##### Records to use
//! Scene topology, camera and material parameters.

use std::path::PathBuf;

use glam::Vec3;

/// Convert an sRGB hex color (0xRRGGBB) to linear RGB
pub fn srgb_hex(hex: u32) -> Vec3 {
    let channel = |shift: u32| {
        let c = ((hex >> shift) & 0xff) as f32 / 255.0;
        if c <= 0.04045 {
            c / 12.92
        } else {
            ((c + 0.055) / 1.055).powf(2.4)
        }
    };
    Vec3::new(channel(16), channel(8), channel(0))
}

/// Perspective camera parameters
#[derive(Debug, Clone)]
pub struct CameraConfig {
    /// Vertical field of view (degrees)
    pub fov_degrees: f32,

    /// Near clipping plane (world units)
    pub near_plane: f32,

    /// Far clipping plane (world units)
    pub far_plane: f32,

    /// Position before the first animated frame
    pub initial_position: Vec3,
}

impl Default for CameraConfig {
    fn default() -> Self {
        Self {
            fov_degrees: 75.0,
            near_plane: 0.1,
            far_plane: 1000.0,
            initial_position: Vec3::new(2.0, -2.0, 5.0),
        }
    }
}

/// Enclosing backdrop shell
#[derive(Debug, Clone)]
pub struct BackdropConfig {
    pub radius: f32,

    /// Icosphere subdivision level
    pub detail: u32,
}

impl Default for BackdropConfig {
    fn default() -> Self {
        Self {
            radius: 10.0,
            detail: 5,
        }
    }
}

/// Reactive sphere geometry and physically-based material
#[derive(Debug, Clone)]
pub struct SphereConfig {
    pub radius: f32,

    /// Icosphere subdivision level
    pub detail: u32,

    /// Base color (linear RGB)
    pub color: Vec3,

    pub metalness: f32,
    pub roughness: f32,

    /// Emissive color (linear RGB)
    pub emissive: Vec3,
    pub emissive_intensity: f32,
}

impl Default for SphereConfig {
    fn default() -> Self {
        Self {
            radius: 1.0,
            detail: 10,
            color: srgb_hex(0x000010),
            metalness: 0.5,
            roughness: 0.1,
            emissive: srgb_hex(0x000010),
            emissive_intensity: 1.5,
        }
    }
}

/// Environment reflection map source and prefiltering
#[derive(Debug, Clone)]
pub struct EnvMapSettings {
    /// Equirectangular image to load (None = never loads)
    pub path: Option<PathBuf>,

    /// Width of the sharpest prefiltered level (power of 2, height is half)
    pub base_width: u32,

    /// Number of progressively blurred levels
    pub levels: u32,
}

impl Default for EnvMapSettings {
    fn default() -> Self {
        Self {
            path: Some(PathBuf::from("piz_compressed.exr")),
            base_width: 512,
            levels: 6,
        }
    }
}

impl EnvMapSettings {
    pub fn validate(&self) -> Result<(), String> {
        if !self.base_width.is_power_of_two() || self.base_width < 2 {
            return Err(format!(
                "Environment map width must be a power of 2, got {}",
                self.base_width
            ));
        }
        if self.levels == 0 {
            return Err("Environment map needs at least one level".to_string());
        }
        Ok(())
    }
}

/// Full scene configuration
#[derive(Debug, Clone)]
pub struct SceneConfig {
    /// Background clear color (linear RGB)
    pub clear_color: Vec3,
    pub camera: CameraConfig,
    pub backdrop: BackdropConfig,
    pub sphere: SphereConfig,
    pub env_map: EnvMapSettings,
}

impl Default for SceneConfig {
    fn default() -> Self {
        Self {
            clear_color: srgb_hex(0x100c14),
            camera: CameraConfig::default(),
            backdrop: BackdropConfig::default(),
            sphere: SphereConfig::default(),
            env_map: EnvMapSettings::default(),
        }
    }
}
##########
- Aim of the exercise
Filter the records above and return every line that holds the word "detail".

- Output below
    pub detail: u32,
            detail: 5,
    pub detail: u32,
            detail: 10,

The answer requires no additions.